§ **WHAT NEEDS TO BE DONE**: Please count, in the material below, each line containing "SizeCategory", and report only the number.

§ **DATA EXCERPTS**:

────────────────────────────────────────

use chrono::NaiveDateTime;
use serde::{Deserialize, Serialize};
use tracing::{debug, info};

use super::{FishSample, Location, SoundRecording, TrapData};
use crate::labels::Labels;

/// One field visit at a single [`Location`].
///
/// Samples, recordings and photos are append-only and keep insertion order.
/// Accessors hand out slices so callers cannot reorder or drop entries.
#[derive(Debug, Clone, PartialEq, Serialize, Deserialize)]
pub struct Observation {
    date: NaiveDateTime,
    weather: String,
    water_temp: f64,
    observer: String,
    location: Location,
    fish_samples: Vec<FishSample>,
    sound_recordings: Vec<SoundRecording>,
    trap_data: Option<TrapData>,
    photos: Vec<String>,
}

impl Observation {
    pub fn new(
        date: NaiveDateTime,
        weather: impl Into<String>,
        water_temp: f64,
        observer: impl Into<String>,
        location: Location,
    ) -> Self {
        Self {
            date,
            weather: weather.into(),
            water_temp,
            observer: observer.into(),
            location,
            fish_samples: Vec::new(),
            sound_recordings: Vec::new(),
            trap_data: None,
            photos: Vec::new(),
        }
    }

    pub fn date(&self) -> NaiveDateTime {
        self.date
    }

    pub fn weather(&self) -> &str {
        &self.weather
    }

    pub fn water_temp(&self) -> f64 {
        self.water_temp
    }

    pub fn observer(&self) -> &str {
        &self.observer
    }

    pub fn location(&self) -> &Location {
        &self.location
    }

    pub fn location_mut(&mut self) -> &mut Location {
        &mut self.location
    }

    pub fn record_data(&mut self, sample: FishSample) {
        debug!(species = sample.species(), length = sample.length(), "Fish sample recorded");
        self.fish_samples.push(sample);
    }

    pub fn add_sound_recording(&mut self, recording: SoundRecording) {
        debug!(
            format = recording.file_format(),
            duration = recording.duration(),
            "Sound recording added"
        );
        self.sound_recordings.push(recording);
    }

    /// Keeps the photo paths on the observation and logs the listing.
    pub fn attach_photos<I, S>(&mut self, paths: I)
    where
        I: IntoIterator<Item = S>,
        S: Into<String>,
    {
        let start = self.photos.len();
        self.photos.extend(paths.into_iter().map(Into::into));

        let listing = self.photos[start..].join(", ");
        info!(count = self.photos.len() - start, photos = %listing, "Photos attached");
    }

    /// Renders the attached photos as `<label>: a.jpg, b.jpg`.
    pub fn photo_listing(&self, labels: &Labels) -> String {
        format!("{}: {}", labels.photos_attached, self.photos.join(", "))
    }

    pub fn set_trap_data(&mut self, trap: TrapData) {
        self.trap_data = Some(trap);
    }

    pub fn trap_data(&self) -> Option<&TrapData> {
        self.trap_data.as_ref()
    }

    pub fn trap_data_mut(&mut self) -> Option<&mut TrapData> {
        self.trap_data.as_mut()
    }

    pub fn fish_samples(&self) -> &[FishSample] {
        &self.fish_samples
    }

    pub fn sound_recordings(&self) -> &[SoundRecording] {
        &self.sound_recordings
    }

    /// Mutable access to each recording without exposing the backing list.
    pub fn sound_recordings_mut(&mut self) -> impl Iterator<Item = &mut SoundRecording> {
        self.sound_recordings.iter_mut()
    }

    pub fn photos(&self) -> &[String] {
        &self.photos
    }
}

#[cfg(test)]
mod tests {
    use super::*;
    use chrono::{Duration, NaiveDate};

    fn morning() -> NaiveDateTime {
        NaiveDate::from_ymd_opt(2024, 4, 12)
            .unwrap()
            .and_hms_opt(7, 15, 0)
            .unwrap()
    }

    fn observation() -> Observation {
        Observation::new(
            morning(),
            "Sunny",
            18.5,
            "Dr. Smith",
            Location::new("Point A", 40.5678, 39.8765, 15.5),
        )
    }

    #[test]
    fn test_new_observation_is_empty() {
        let obs = observation();

        assert!(obs.fish_samples().is_empty());
        assert!(obs.sound_recordings().is_empty());
        assert!(obs.photos().is_empty());
        assert!(obs.trap_data().is_none());
        assert_eq!(obs.observer(), "Dr. Smith");
        assert_eq!(obs.weather(), "Sunny");
        assert_eq!(obs.water_temp(), 18.5);
    }

    #[test]
    fn test_record_data_keeps_order() {
        let mut obs = observation();
        obs.record_data(FishSample::new("Trout", 25.5, 500.0, "Active swimming"));
        obs.record_data(FishSample::new("Pike", 48.0, 900.0, "Ambush"));
        obs.record_data(FishSample::new("Trout", 22.0, 410.0, "Schooling"));

        let species: Vec<_> = obs.fish_samples().iter().map(|s| s.species()).collect();
        assert_eq!(species, vec!["Trout", "Pike", "Trout"]);
    }

    #[test]
    fn test_add_sound_recording_keeps_order() {
        let mut obs = observation();
        obs.add_sound_recording(SoundRecording::new(morning(), "WAV", 120));
        obs.add_sound_recording(SoundRecording::new(morning(), "FLAC", 30));

        let formats: Vec<_> = obs
            .sound_recordings()
            .iter()
            .map(|r| r.file_format())
            .collect();
        assert_eq!(formats, vec!["WAV", "FLAC"]);
    }

    #[test]
    fn test_analyze_through_mutable_iterator() {
        let mut obs = observation();
        obs.add_sound_recording(SoundRecording::new(morning(), "WAV", 120));
        obs.add_sound_recording(SoundRecording::new(morning(), "WAV", 60));

        for rec in obs.sound_recordings_mut() {
            rec.analyze_sound();
        }

        assert!(obs.sound_recordings().iter().all(|r| r.is_analyzed()));
        assert_eq!(obs.sound_recordings().len(), 2);
    }

    #[test]
    fn test_attach_photos_stores_paths() {
        let mut obs = observation();
        obs.attach_photos(["trout_1.jpg", "trout_2.jpg"]);
        obs.attach_photos(vec!["site.png".to_string()]);

        assert_eq!(obs.photos(), ["trout_1.jpg", "trout_2.jpg", "site.png"]);
        assert_eq!(
            obs.photo_listing(&Labels::default()),
            "Photos attached: trout_1.jpg, trout_2.jpg, site.png"
        );
    }

    #[test]
    fn test_trap_data_is_optional() {
        let mut obs = observation();
        obs.set_trap_data(TrapData::new("Fyke net", morning()));

        if let Some(trap) = obs.trap_data_mut() {
            trap.record_catch(10, morning() + Duration::hours(5));
        }

        assert_eq!(obs.trap_data().unwrap().calculate_efficiency(), 2.0);
    }

    #[test]
    fn test_location_can_be_updated_in_place() {
        let mut obs = observation();
        obs.location_mut().update_location(40.6, 39.9, 12.0);

        assert_eq!(obs.location().coordinates(), (40.6, 39.9));
        assert_eq!(obs.location().depth(), 12.0);
    }
}
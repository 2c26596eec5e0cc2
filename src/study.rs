//! Study-level aggregation: the summary report, species trends and the
//! per-species size profile.
//!
//! Nothing here is cached. Every figure is recomputed from the observations
//! on each call.

use chrono::{NaiveDate, NaiveDateTime};
use serde::{Deserialize, Serialize, Serializer};
use std::fmt;
use tracing::debug;

use crate::field::{Observation, SizeCategory};
use crate::labels::Labels;

/// Species counts keyed by name, in order of first occurrence.
///
/// Serializes as a map so JSON output reads `{"Trout": 2, "Pike": 1}`.
#[derive(Clone, Default, PartialEq)]
pub struct SpeciesDistribution(Vec<(String, usize)>);

impl SpeciesDistribution {
    pub fn increment(&mut self, species: &str) {
        match self.0.iter_mut().find(|(name, _)| name == species) {
            Some((_, count)) => *count += 1,
            None => self.0.push((species.to_string(), 1)),
        }
    }

    pub fn get(&self, species: &str) -> Option<usize> {
        self.0
            .iter()
            .find(|(name, _)| name == species)
            .map(|(_, count)| *count)
    }

    pub fn iter(&self) -> impl Iterator<Item = (&str, usize)> {
        self.0.iter().map(|(name, count)| (name.as_str(), *count))
    }

    pub fn len(&self) -> usize {
        self.0.len()
    }

    pub fn is_empty(&self) -> bool {
        self.0.is_empty()
    }

    /// Total number of samples counted.
    pub fn total(&self) -> usize {
        self.0.iter().map(|(_, count)| count).sum()
    }
}

impl fmt::Debug for SpeciesDistribution {
    fn fmt(&self, f: &mut fmt::Formatter<'_>) -> fmt::Result {
        f.debug_map().entries(self.iter()).finish()
    }
}

impl Serialize for SpeciesDistribution {
    fn serialize<S: Serializer>(&self, serializer: S) -> Result<S::Ok, S::Error> {
        serializer.collect_map(self.iter())
    }
}

/// Result of [`FishStudy::analyze_trends`].
#[derive(Debug, Clone, PartialEq, Serialize)]
pub struct Trends {
    pub species_distribution: SpeciesDistribution,
    pub observation_count: usize,
}

/// Totals behind the study report.
#[derive(Debug, Clone, PartialEq, Serialize)]
pub struct StudySummary {
    pub project_name: String,
    pub start_date: NaiveDate,
    pub end_date: NaiveDate,
    pub total_observations: usize,
    pub total_samples: usize,
    pub total_recordings: usize,
}

impl StudySummary {
    pub fn render(&self, labels: &Labels) -> String {
        format!(
            "{}: {}\n{}: {} - {}\n{}: {}\n{}: {}\n{}: {}\n",
            labels.report_title,
            self.project_name,
            labels.period,
            self.start_date,
            self.end_date,
            labels.total_observations,
            self.total_observations,
            labels.total_samples,
            self.total_samples,
            labels.total_recordings,
            self.total_recordings,
        )
    }
}

/// Length statistics for one species across the whole study.
#[derive(Debug, Clone, PartialEq, Serialize)]
pub struct SpeciesSize {
    pub species: String,
    pub samples: usize,
    pub mean_length: f64,
    pub stddev_length: f64,
    pub small: usize,
    pub medium: usize,
    pub large: usize,
}

fn mean_length(lengths: &[f64]) -> f64 {
    if lengths.is_empty() {
        return 0.0;
    }
    lengths.iter().sum::<f64>() / lengths.len() as f64
}

/// Population standard deviation of `lengths` around `avg`.
fn length_stddev(lengths: &[f64], avg: f64) -> f64 {
    if lengths.is_empty() {
        return 0.0;
    }
    let n = lengths.len() as f64;
    (lengths.iter().map(|l| (l - avg).powi(2)).sum::<f64>() / n).sqrt()
}

/// A named project collecting observations over a date range.
#[derive(Debug, Clone, PartialEq, Serialize, Deserialize)]
pub struct FishStudy {
    project_name: String,
    start_date: NaiveDateTime,
    end_date: NaiveDateTime,
    observations: Vec<Observation>,
}

impl FishStudy {
    pub fn new(
        project_name: impl Into<String>,
        start_date: NaiveDateTime,
        end_date: NaiveDateTime,
    ) -> Self {
        Self {
            project_name: project_name.into(),
            start_date,
            end_date,
            observations: Vec::new(),
        }
    }

    pub fn project_name(&self) -> &str {
        &self.project_name
    }

    pub fn observations(&self) -> &[Observation] {
        &self.observations
    }

    pub fn observations_mut(&mut self) -> impl Iterator<Item = &mut Observation> {
        self.observations.iter_mut()
    }

    /// Appends an observation. The same visit may be added more than once.
    pub fn add_observation(&mut self, observation: Observation) {
        debug!(
            project = %self.project_name,
            samples = observation.fish_samples().len(),
            recordings = observation.sound_recordings().len(),
            "Observation added"
        );
        self.observations.push(observation);
    }

    pub fn summary(&self) -> StudySummary {
        let total_samples = self
            .observations
            .iter()
            .map(|obs| obs.fish_samples().len())
            .sum();
        let total_recordings = self
            .observations
            .iter()
            .map(|obs| obs.sound_recordings().len())
            .sum();

        StudySummary {
            project_name: self.project_name.clone(),
            start_date: self.start_date.date(),
            end_date: self.end_date.date(),
            total_observations: self.observations.len(),
            total_samples,
            total_recordings,
        }
    }

    pub fn generate_report(&self, labels: &Labels) -> String {
        self.summary().render(labels)
    }

    pub fn analyze_trends(&self) -> Trends {
        let mut species_distribution = SpeciesDistribution::default();

        for sample in self.observations.iter().flat_map(|obs| obs.fish_samples()) {
            species_distribution.increment(sample.species());
        }

        debug!(
            species = species_distribution.len(),
            samples = species_distribution.total(),
            "Trends computed"
        );

        Trends {
            species_distribution,
            observation_count: self.observations.len(),
        }
    }

    /// Per-species length statistics, in order of first occurrence.
    pub fn size_profile(&self) -> Vec<SpeciesSize> {
        let mut lengths: Vec<(&str, Vec<f64>)> = Vec::new();

        for sample in self.observations.iter().flat_map(|obs| obs.fish_samples()) {
            match lengths.iter_mut().find(|(name, _)| *name == sample.species()) {
                Some((_, series)) => series.push(sample.length()),
                None => lengths.push((sample.species(), vec![sample.length()])),
            }
        }

        lengths
            .into_iter()
            .map(|(species, series)| {
                let avg = mean_length(&series);
                let count_of = |category: SizeCategory| {
                    series
                        .iter()
                        .filter(|l| SizeCategory::from_length(**l) == category)
                        .count()
                };

                SpeciesSize {
                    species: species.to_string(),
                    samples: series.len(),
                    mean_length: avg,
                    stddev_length: length_stddev(&series, avg),
                    small: count_of(SizeCategory::Small),
                    medium: count_of(SizeCategory::Medium),
                    large: count_of(SizeCategory::Large),
                }
            })
            .collect()
    }
}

────────────────────────────────────────

§ **YOUR SOLUTION**: 6